Wednesday, March 18, 2009

Something completely different ...

Took time off from the campaign trail to go to Woody Allen's "Vicky Christina Barcelona" in Dundrum last night. As a break from the politics let me tell you about this film which I very much recommend.

As you might expect from Allen, this is a psychological drama in the European tradition. There are no explosions, killings, detectives, politicians, aliens etc etc.

It is a film that affords the audience some respect - you would be a long time waiting for a Hollywood blockbuster in which the main character analyses her husband's twitterings in Kantian terms. The philosophy espoused by another main character, tortured Spanish artist Juan Antonio Gonzalo (Javier Bardem), is, in part, straight from the works of Prof Viktor Frankl, whose aphorism "say yes to life in spite of everything" reappears here in condensed form.

In the opening scenes we meet the female protagonists, Vicky (Rebecca Hall) who is boring and conventional and her friend Christina (Scarlett Johansson) who is flighty and adventurous. The friends are spending the summer in Barcelona as the guests of an older couple, Judy and Mark. We expect the film to be about Christina but as the film progresses it seems to be Vicky that feels the upheavals of the human condition much more keenly.

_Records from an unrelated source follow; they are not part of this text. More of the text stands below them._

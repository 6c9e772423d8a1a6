//! The search engine: one backtracking depth-first traversal per starting
//! cell, pruned through the lexicon graph.
//!
//! # Error Handling
//!
//! The solver uses [`SolverError`] with two variants:
//!
//! - S001: `PathTooLong` (Path length exceeded the configured maximum)
//! - S002: `LetterMismatch` (Decoded node letter disagrees with the board)
//!
//! Both are internal invariant violations, not bad user input: they
//! indicate a misconfiguration (a `max_word_len` smaller than the board)
//! or a logic bug, and the solve fails fast instead of continuing with
//! corrupted state. Each error has a `code()`, optional `help()`, and
//! `display_detailed()` method.
//!
//! # Example
//!
//! ```no_run
//! use wordgrid::board::GridBoard;
//! use wordgrid::lexicon::LexiconGraph;
//! use wordgrid::solver::{self, DEFAULT_MAX_WORD_LEN};
//!
//! let graph = LexiconGraph::load_from_path("dictionary.dat")?;
//! let mut board = GridBoard::new(4, 4);
//! board.set_letters("HAGOLLBRISEMMETW")?;
//!
//! let words = solver::solve_board(&graph, &mut board, DEFAULT_MAX_WORD_LEN)?;
//! for word in words.iter() {
//!     println!("{word}");
//! }
//! # Ok::<(), Box<dyn std::error::Error>>(())
//! ```

use log::debug;

use crate::board::GridBoard;
use crate::errors::format_error_with_code_and_help;
use crate::lexicon::LexiconGraph;
use crate::word_collection::WordCollection;

/// Shortest word the search accepts; shorter complete-word matches in the
/// lexicon are computed but discarded.
pub const MIN_WORD_LEN: usize = 3;

/// Default cap on path length. A configuration constant, not an
/// architectural limit — callers must keep it above `rows*cols` for the
/// boards they solve.
pub const DEFAULT_MAX_WORD_LEN: usize = 50;

/// The 8 neighbor offsets, in fixed enumeration order.
const NEIGHBOR_OFFSETS: [(isize, isize); 8] = [
    (-1, -1),
    (-1, 0),
    (-1, 1),
    (0, -1),
    (0, 1),
    (1, -1),
    (1, 0),
    (1, 1),
];

/// Internal invariant violations detected mid-search.
///
/// These never arise from user input; a well-formed lexicon plus a
/// `max_word_len` larger than the board cannot trigger them.
#[derive(Debug, thiserror::Error)]
pub enum SolverError {
    /// The in-progress path would outgrow the configured maximum word
    /// length, which means `max_word_len` was sized below `rows*cols`.
    #[error("path length {len} exceeds configured maximum {max}")]
    PathTooLong { len: usize, max: usize },

    /// A node accepted by the prefix lookup carries a different letter
    /// than the board cell that selected it.
    #[error("lexicon node letter '{found}' disagrees with board cell '{expected}'")]
    LetterMismatch { expected: char, found: char },
}

impl SolverError {
    /// Returns the error code for this error variant
    #[must_use]
    pub fn code(&self) -> &'static str {
        match self {
            SolverError::PathTooLong { .. } => "S001",
            SolverError::LetterMismatch { .. } => "S002",
        }
    }

    /// Returns a helpful suggestion for this error
    #[must_use]
    pub fn help(&self) -> Option<&'static str> {
        match self {
            SolverError::PathTooLong { .. } => {
                Some("Configure max_word_len to at least rows*cols + 1")
            }
            SolverError::LetterMismatch { .. } => None,
        }
    }

    /// Formats the error with code and optional help text
    #[must_use]
    pub fn display_detailed(&self) -> String {
        format_error_with_code_and_help(&self.to_string(), self.code(), self.help())
    }
}

/// Read-only context threaded through the recursion.
struct SearchCtx<'a> {
    graph: &'a LexiconGraph,
    max_word_len: usize,
}

/// Enumerate every word of length ≥ [`MIN_WORD_LEN`] that can be traced as
/// a path of 8-adjacent, non-repeating cells on `board` and is a complete
/// word in `graph`.
///
/// The board's visited flags are reset before the search starts, mutated
/// while it runs, and all released again by the time it returns — a board
/// can be re-solved immediately and yields the same result.
///
/// # Errors
///
/// Returns a [`SolverError`] on an internal invariant violation: a path
/// outgrowing `max_word_len`, or a decoded node letter disagreeing with
/// the board cell that selected it. The solve aborts; nothing is silently
/// swallowed.
pub fn solve_board(
    graph: &LexiconGraph,
    board: &mut GridBoard,
    max_word_len: usize,
) -> Result<WordCollection, SolverError> {
    // a fresh solve never inherits visited flags from a previous one
    board.reset_all();

    debug!(
        "solving {}x{} board against {} lexicon nodes",
        board.rows(),
        board.cols(),
        graph.node_count()
    );

    let ctx = SearchCtx { graph, max_word_len };
    let mut words = WordCollection::new();
    let mut path = String::with_capacity(max_word_len);

    for row in 0..board.rows() {
        for col in 0..board.cols() {
            extend_path(&ctx, board, row as isize, col as isize, 0, &mut path, &mut words)?;
        }
    }

    debug_assert!(path.is_empty(), "path must be fully unwound after the search");
    debug_assert!(board.all_free(), "all cells must be released after the search");

    Ok(words)
}

/// One step of the backtracking traversal: try to extend the current path
/// onto `(row, col)`.
///
/// `node` is the graph position matching the path so far; it is
/// meaningless while the path is empty. Every `mark_visited` below is
/// paired with a `mark_free` that runs no matter how the neighbor
/// recursion exits.
fn extend_path(
    ctx: &SearchCtx<'_>,
    board: &mut GridBoard,
    row: isize,
    col: isize,
    node: usize,
    path: &mut String,
    words: &mut WordCollection,
) -> Result<(), SolverError> {
    // out of bounds, or already part of the in-progress path
    if !board.is_free(row, col) {
        return Ok(());
    }
    let (row, col) = (row as usize, col as usize);
    let letter = board.letter_at(row, col);

    let node = if path.is_empty() {
        // starting a new word: root lookup is a fixed offset
        let root = LexiconGraph::root_index_for(letter);
        if root >= ctx.graph.node_count() {
            // the lexicon omitted this letter's subtree; no words start here
            return Ok(());
        }
        root
    } else {
        match ctx.graph.find_child_with_letter(node, letter) {
            Some(child) => child,
            // the path plus this cell is not a prefix of any word
            None => return Ok(()),
        }
    };

    let decoded = ctx.graph.letter_at(node);
    if decoded != letter {
        return Err(SolverError::LetterMismatch { expected: letter, found: decoded });
    }
    if path.len() >= ctx.max_word_len {
        return Err(SolverError::PathTooLong { len: path.len() + 1, max: ctx.max_word_len });
    }

    path.push(letter);
    board.mark_visited(row, col);

    if path.len() >= MIN_WORD_LEN && ctx.graph.is_end_of_word(node) {
        words.insert(path.as_str());
    }

    let result = visit_neighbors(ctx, board, row, col, node, path, words);

    // backtrack unconditionally, even when a neighbor recursion erred
    path.pop();
    board.mark_free(row, col);

    result
}

fn visit_neighbors(
    ctx: &SearchCtx<'_>,
    board: &mut GridBoard,
    row: usize,
    col: usize,
    node: usize,
    path: &mut String,
    words: &mut WordCollection,
) -> Result<(), SolverError> {
    for (row_step, col_step) in NEIGHBOR_OFFSETS {
        extend_path(
            ctx,
            board,
            row as isize + row_step,
            col as isize + col_step,
            node,
            path,
            words,
        )?;
    }
    Ok(())
}
//! File-operation policy.
//!
//! Higher-level file tools call [`FilePolicy`] before touching disk:
//!
//! - paths are resolved against a base directory, or rejected when
//!   relative and auto-resolution is off;
//! - creation refuses to overwrite an existing file unless configured;
//! - editing an existing file requires a prior read recorded in the
//!   session's [`AccessRecord`]; new files are exempt;
//! - writes never follow symlinks and never land under a protected prefix.

pub mod access;
pub mod urls;

use std::io::ErrorKind;
use std::path::{Component, Path, PathBuf};
use tracing::warn;

pub use access::{AccessRecord, SessionContext};
pub use urls::UrlPolicy;

use crate::config::{Config, FileSettings};
use crate::error::{TollgateError, TollgateResult};

#[derive(Debug, Clone)]
pub struct FilePolicy {
    base_dir: PathBuf,
    settings: FileSettings,
}

impl FilePolicy {
    pub fn new(base_dir: impl Into<PathBuf>, settings: FileSettings) -> Self {
        Self {
            base_dir: base_dir.into(),
            settings,
        }
    }

    #[must_use]
    pub fn from_config(config: &Config) -> Self {
        Self::new(config.working_dir(), config.files.clone())
    }

    /// Resolves `path` to a normalized absolute path.
    ///
    /// Normalization is lexical: `.` and `..` are folded without touching
    /// the filesystem, so reads and edits of the same spelling agree.
    ///
    /// # Errors
    ///
    /// Returns [`TollgateError::PathPolicy`] for an empty path, or a
    /// relative path when auto-resolution is disabled.
    pub fn resolve_path(&self, path: &str) -> TollgateResult<PathBuf> {
        if path.trim().is_empty() {
            return Err(TollgateError::path_policy(path, "path must not be empty"));
        }
        let candidate = Path::new(path);
        let absolute = if candidate.is_absolute() {
            candidate.to_path_buf()
        } else if self.settings.auto_resolve_paths {
            self.base_dir.join(candidate)
        } else {
            return Err(TollgateError::path_policy(
                path,
                "path must be absolute (automatic resolution is disabled)",
            ));
        };
        Ok(normalize(&absolute))
    }

    /// Records a read so the file may be edited later.
    ///
    /// # Errors
    ///
    /// Returns an error if the path cannot be resolved.
    pub fn record_read(&self, path: &str, access: &AccessRecord) -> TollgateResult<PathBuf> {
        let resolved = self.resolve_path(path)?;
        access.record(resolved.clone());
        Ok(resolved)
    }

    /// Checks that a new file may be created at `path`.
    ///
    /// # Errors
    ///
    /// Returns [`TollgateError::PathPolicy`] if the target is protected, is a
    /// symlink, or already exists and overwriting is disabled.
    pub fn check_create(&self, path: &str) -> TollgateResult<PathBuf> {
        let resolved = self.resolve_path(path)?;
        self.check_protected(path, &resolved)?;

        match existing_kind(&resolved)? {
            Existing::Missing => Ok(resolved),
            Existing::Symlink => Err(symlink_rejected(path)),
            Existing::Present if self.settings.allow_overwrite => Ok(resolved),
            Existing::Present => {
                warn!(path = %path, "Security: create would overwrite existing file");
                Err(TollgateError::path_policy(
                    path,
                    "file already exists; read it and edit it instead of recreating it",
                ))
            }
        }
    }

    /// Checks that `path` may be edited.
    ///
    /// # Errors
    ///
    /// Returns [`TollgateError::PathPolicy`] if the target is protected, is a
    /// symlink, or exists and was not read earlier in this session.
    pub fn check_edit(&self, path: &str, access: &AccessRecord) -> TollgateResult<PathBuf> {
        let resolved = self.resolve_path(path)?;
        self.check_protected(path, &resolved)?;

        match existing_kind(&resolved)? {
            Existing::Missing => Ok(resolved),
            Existing::Symlink => Err(symlink_rejected(path)),
            Existing::Present if access.contains(&resolved) => Ok(resolved),
            Existing::Present => {
                warn!(path = %path, "Security: edit without prior read rejected");
                Err(TollgateError::path_policy(
                    path,
                    "file must be read in this session before it can be edited",
                ))
            }
        }
    }

    fn check_protected(&self, path: &str, resolved: &Path) -> TollgateResult<()> {
        if let Some(protected) = self
            .settings
            .protected_paths
            .iter()
            .find(|p| resolved.starts_with(p))
        {
            warn!(path = %path, protected = %protected.display(), "Security: write to protected path rejected");
            return Err(TollgateError::path_policy(
                path,
                format!("writes under {} are not allowed", protected.display()),
            ));
        }
        Ok(())
    }
}

enum Existing {
    Missing,
    Symlink,
    Present,
}

/// Inspects the path itself, without following a final symlink.
fn existing_kind(path: &Path) -> TollgateResult<Existing> {
    match std::fs::symlink_metadata(path) {
        Ok(meta) if meta.file_type().is_symlink() => Ok(Existing::Symlink),
        Ok(_) => Ok(Existing::Present),
        Err(e) if e.kind() == ErrorKind::NotFound => Ok(Existing::Missing),
        Err(e) => Err(TollgateError::path_policy(
            path.display().to_string(),
            format!("cannot inspect path: {e}"),
        )),
    }
}

fn symlink_rejected(path: &str) -> TollgateError {
    warn!(path = %path, "Security: symlink rejected - TOCTOU mitigation");
    TollgateError::path_policy(path, "operations on symlinks are not allowed")
}

/// Folds `.` and `..` components lexically.
fn normalize(path: &Path) -> PathBuf {
    let mut out = PathBuf::new();
    for component in path.components() {
        match component {
            Component::CurDir => {}
            Component::ParentDir => {
                out.pop();
            }
            other => out.push(other.as_os_str()),
        }
    }
    out
}
//! Validator behaviour through the public API.

use pretty_assertions::assert_eq;
use proptest::prelude::*;
use tollgate::security::{split_segments, validate, WarningKind};

fn allowed(cmd: &str) -> bool {
    validate(cmd).is_allowed()
}

// =============================================================================
// Allow-list and per-command rules
// =============================================================================

#[test]
fn test_read_only_commands_allowed() {
    for cmd in [
        "ls -la",
        "cat README.md",
        "head -n 20 src/lib.rs",
        "wc -l src/*.rs",
        "git log --oneline -5",
        "git diff --stat HEAD~1",
        "git show HEAD:Cargo.toml",
        "rg -n TODO src",
        "jq '.name' package.json",
        "pwd",
        "echo 'a && b'",
    ] {
        assert!(allowed(cmd), "expected allowed: {cmd}");
    }
}

#[test]
fn test_mutating_commands_denied() {
    for cmd in [
        "rm -rf target",
        "mv a b",
        "cp a b",
        "chmod +x run.sh",
        "touch x",
        "mkdir out",
        "sudo ls",
        "git commit -am wip",
        "git push --force",
        "git checkout -- .",
        "git reset --hard",
        "git branch -D main",
        "git branch --move a b",
        "git remote remove origin",
        "git remote set-url origin x",
        "git remote prune origin",
        "find . -type f -exec rm {} +",
        "find . -fprint out.txt",
        "sed --in-place 's/a/b/' f",
        "awk '{ system(\"id\") }' f",
        "xargs rm",
        "npm install",
    ] {
        let verdict = validate(cmd);
        assert!(!verdict.is_allowed(), "expected denied: {cmd}");
        assert!(verdict.denial_reason().is_some_and(|r| !r.is_empty()));
    }
}

#[test]
fn test_chained_commands_require_every_segment() {
    assert!(allowed("git status && git log -1 || pwd; ls | wc -l"));
    assert!(!allowed("git status && git push"));
    assert!(!allowed("ls | tee out.txt"));
    assert!(!allowed("ls; rm -rf /"));
}

#[test]
fn test_operators_inside_quotes_do_not_split() {
    assert!(allowed("grep 'a;rm -rf /' file.txt"));
    assert!(allowed("echo \"x | rm y\""));
    assert!(allowed(r"echo a\;rm"));
}

#[test]
fn test_write_redirection() {
    assert!(!allowed("curl http://example.com > out.txt"));
    assert!(!allowed("ls >> listing.txt"));
    assert!(!allowed("ls 2> errors.txt"));
    assert!(!allowed("ls &> all.txt"));
    assert!(!allowed("ls >| clobber.txt"));
    assert!(allowed("ls 2>/dev/null"));
    assert!(allowed("ls missing 2>&1 | head -3"));
}

#[test]
fn test_quoted_operator_does_not_hide_next_argument() {
    assert!(!allowed("find . '>' -delete"));
    assert!(!allowed("sed 's/a/b/' '<' -i file.txt"));
    assert!(!allowed("git diff '2>' --output=patch.diff"));
}

#[test]
fn test_expansions_denied() {
    for cmd in [
        "find . ${X:+-delete}",
        "find . $'-delete'",
        "find . {-delete,-print}",
        "bash -c 'find . ${X:+-delete}'",
        "bash -c \"find . {-delete,-print}\"",
        "echo $HOME",
    ] {
        assert!(!allowed(cmd), "expected denied: {cmd}");
    }
    assert!(allowed("echo '$HOME'"));
}

#[test]
fn test_abbreviated_long_options_denied() {
    for cmd in [
        "sed --in-pl 's/a/b/' f",
        "sort --out=x in",
        "sort --compress-prog=sh in",
        "git diff --outp=x",
        "git grep --open-files-in-pager=vim foo",
        "git grep -Ovim foo",
        "git --exec-path=/tmp log",
    ] {
        assert!(!allowed(cmd), "expected denied: {cmd}");
    }
}

#[test]
fn test_warning_kinds() {
    let verdict = validate("egrep -n foo src/lib.rs");
    assert!(verdict.is_allowed());
    assert_eq!(verdict.warnings()[0].kind(), WarningKind::Deprecated);

    let verdict = validate("find . -name '*.rs'");
    assert!(verdict.is_allowed());
    assert_eq!(verdict.warnings()[0].kind(), WarningKind::Suboptimal);
    assert!(verdict.warnings()[0].suggested_alternative().contains("find_files"));

    assert!(validate("git status").warnings().is_empty());
}

#[test]
fn test_verdict_serializes() {
    let json = serde_json::to_value(validate("rm x")).unwrap();
    assert_eq!(json["allowed"], serde_json::json!(false));
    assert!(json["denial_reason"].as_str().unwrap().contains("rm"));
}

// =============================================================================
// Properties
// =============================================================================

/// A command prefix and a flag that makes it unsafe, spelled with varied
/// quoting so the flag only appears after quote removal.
fn forbidden_flag() -> impl Strategy<Value = (&'static str, String)> {
    let flags = prop::sample::select(vec![
        ("find .", "-delete"),
        ("find .", "-fprint"),
        ("sed 's/a/b/'", "-i"),
        ("sed 's/a/b/'", "--in-place"),
        ("sort in", "-o"),
        ("git diff", "--output=p"),
        ("fd .", "-x"),
        ("rg foo", "--pre"),
    ]);
    (flags, 0usize..4).prop_map(|((base, flag), quoting)| {
        let flag = match quoting {
            0 => flag.to_string(),
            1 => format!("'{flag}'"),
            2 => format!("\"{flag}\""),
            _ => format!("{}'{}'", &flag[..2], &flag[2..]),
        };
        (base, flag)
    })
}

proptest! {
    #[test]
    fn prop_substitution_always_denied(
        prefix in "[a-z ]{0,12}",
        inner in "[a-z ]{0,12}",
        form in 0usize..4,
    ) {
        let sub = match form {
            0 => format!("$({inner})"),
            1 => format!("`{inner}`"),
            2 => format!("<({inner})"),
            _ => format!(">({inner})"),
        };
        let cmd = format!("echo {prefix}{sub}");
        prop_assert!(!validate(&cmd).is_allowed(), "allowed: {}", cmd);
    }

    #[test]
    fn prop_quoted_separators_never_split(text in "[a-z;|& ]{0,24}") {
        let cmd = format!("echo '{text}'");
        let segments = split_segments(&cmd).unwrap();
        prop_assert_eq!(segments.len(), 1);
    }

    #[test]
    fn prop_quoted_operator_before_forbidden_flag_denied(
        (base, flag) in forbidden_flag(),
        op in prop::sample::select(vec![">", "<", "2>", ">>", "&>", "<>"]),
        quoting in 0usize..3,
    ) {
        let op = match quoting {
            0 => format!("'{op}'"),
            1 => format!("\"{op}\""),
            _ => op.chars().map(|c| format!("\\{c}")).collect(),
        };
        let cmd = format!("{base} {op} {flag} x");
        prop_assert!(!allowed(&cmd), "allowed: {}", cmd);
    }

    #[test]
    fn prop_expanded_forbidden_flag_denied(
        (base, flag) in forbidden_flag(),
        form in 0usize..5,
        wrapped in any::<bool>(),
    ) {
        let word = match form {
            0 => format!("${{X:+{flag}}}"),
            1 => format!("$'{flag}'"),
            2 => format!("$\"{flag}\""),
            3 => format!("{{{flag},x}}"),
            _ => format!("{{x,{flag}}}"),
        };
        let mut cmd = format!("{base} {word} x");
        if wrapped {
            cmd = format!("bash -c {}", shell_words::quote(&cmd));
        }
        prop_assert!(!allowed(&cmd), "allowed: {}", cmd);
    }

    #[test]
    fn prop_long_option_prefixes_denied(
        (base, option) in prop::sample::select(vec![
            ("sed 's/a/b/'", "--in-place"),
            ("sort", "--output"),
            ("sort", "--compress-program"),
            ("git diff", "--output"),
            ("git diff", "--ext-diff"),
            ("git grep", "--open-files-in-pager"),
            ("fd", "--exec-batch"),
        ]),
        len in 3usize..24,
        with_value in any::<bool>(),
    ) {
        let prefix = &option[..len.min(option.len())];
        let flag = if with_value { format!("{prefix}=x") } else { prefix.to_string() };
        let cmd = format!("{base} {flag} file");
        prop_assert!(!allowed(&cmd), "allowed: {}", cmd);
    }

    #[test]
    fn prop_validate_never_panics(cmd in ".{0,64}") {
        let verdict = validate(&cmd);
        prop_assert!(verdict.is_allowed() || verdict.denial_reason().is_some());
    }
}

Penelope Cruz won an oscar for best supporting actress as Gonzalo's unhappy ex-wife Maria Elena, though her character is something of an inessential court jester in the drama. The friends' host Judy is a much more central figure to Vicky's inner turmoils in the sense that she is an older version of Vicky who has settled for a conventional existence. The film rails against the conservatism and materialism of American society which is embodied in the bourgeois husbands that Judy and Vicky have taken. (It is hard to get away from politics after all!) Anyway I enjoyed it thoroughly and do recommend it.